3) My Back - After taking an embarrassing tumble down a small hill, I tweaked my upper back muscles, probably my rhomboids. It wasn't immediately noticeable, but in the 12 miles since the fall, the area got pretty intolerable. In previous years, I've done back exercises to keep everything strong back there, but I haven't done it this year. I think it's time to invest some time to strengthen up my back again.


1) Uphills - The downhills were pretty bad, but the uphills were quite good! For the first time ever, I was able to keep up with other runners, or even surpass them up the hillBody weight (or lack of) definitely plays a HUGE part in getting up the hills fast. The loss of 20 pounds is very significant.

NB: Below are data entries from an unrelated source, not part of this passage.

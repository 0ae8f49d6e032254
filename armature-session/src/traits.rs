//! Session store trait definition.

use crate::error::{LookupError, SessionResult};
use crate::session::Session;
use async_trait::async_trait;
use data_encoding::BASE32_NOPAD;
use http::HeaderMap;
use rand::RngCore;

/// Number of random bytes in a session ID.
pub const SESSION_ID_BYTES: usize = 32;

/// Cookie-keyed session store.
///
/// The cookie carries only an authenticated session ID; values live in the
/// store's backend.
///
/// # Examples
///
/// ```
/// use armature_session::*;
/// use http::HeaderMap;
///
/// # async fn handle(store: &impl SessionStore, request: &HeaderMap) -> SessionResult<HeaderMap> {
/// // a bad cookie still yields a fresh session
/// let mut session = match store.new_session(request, "sid").await {
///     Ok(session) => session,
///     Err(e) => e.into_session(),
/// };
///
/// session.set("user_id", 123)?;
///
/// let mut response = HeaderMap::new();
/// store.save(&mut response, &mut session).await?;
/// # Ok(response)
/// # }
/// ```
#[async_trait]
pub trait SessionStore: Send + Sync {
    /// Look up the session named `name` from the request's `Cookie` headers.
    ///
    /// Returns a new, empty session when no cookie is present or the record
    /// is missing. On failure the error still carries an empty session.
    async fn new_session(&self, headers: &HeaderMap, name: &str) -> Result<Session, LookupError>;

    /// Persist the session and append its `Set-Cookie` header.
    ///
    /// A negative `max_age` deletes the session instead.
    async fn save(&self, headers: &mut HeaderMap, session: &mut Session) -> SessionResult<()>;
}

/// Generate a new session ID: 32 random bytes, base-32 without padding.
pub fn generate_session_id() -> String {
    let mut bytes = [0u8; SESSION_ID_BYTES];
    rand::rng().fill_bytes(&mut bytes);
    BASE32_NOPAD.encode(&bytes)
}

2) No Chafing - The duct tape method works. I placed them on both my nipples as well as other likely spots where chafing might happen, and the result was no chafing whatsoever.

3) Minimal Shoes - The more minimal the shoes, the less I twist my ankle. Despite the endless rocks I only had one minor ankle twist in the race, with no pain whatsoever.


If I am ever to be successful in a rocky ultra, I must learn to use a very relaxed style of running over the rocks. If I can obtain a relaxed form, I will be very efficient, and maybe even more comfortable, running in rocky terrain. The best way to do this is through frequent practice.

1 comment:

  1. Peter! I was wondering what happened to you! Sorry you dropped - next time will be awesome, I am sure. Definitely stay minimal - I wore Merrell Sonic Glove shoes today and didn't twist my ankles ever. I have a pair that is 1/2 size big with an extra insole for this kind of rocky stuff.

    Dixon and Kolb ran well. Laura gutted her way through, but was not really happy with how the race felt for her - lots of walking.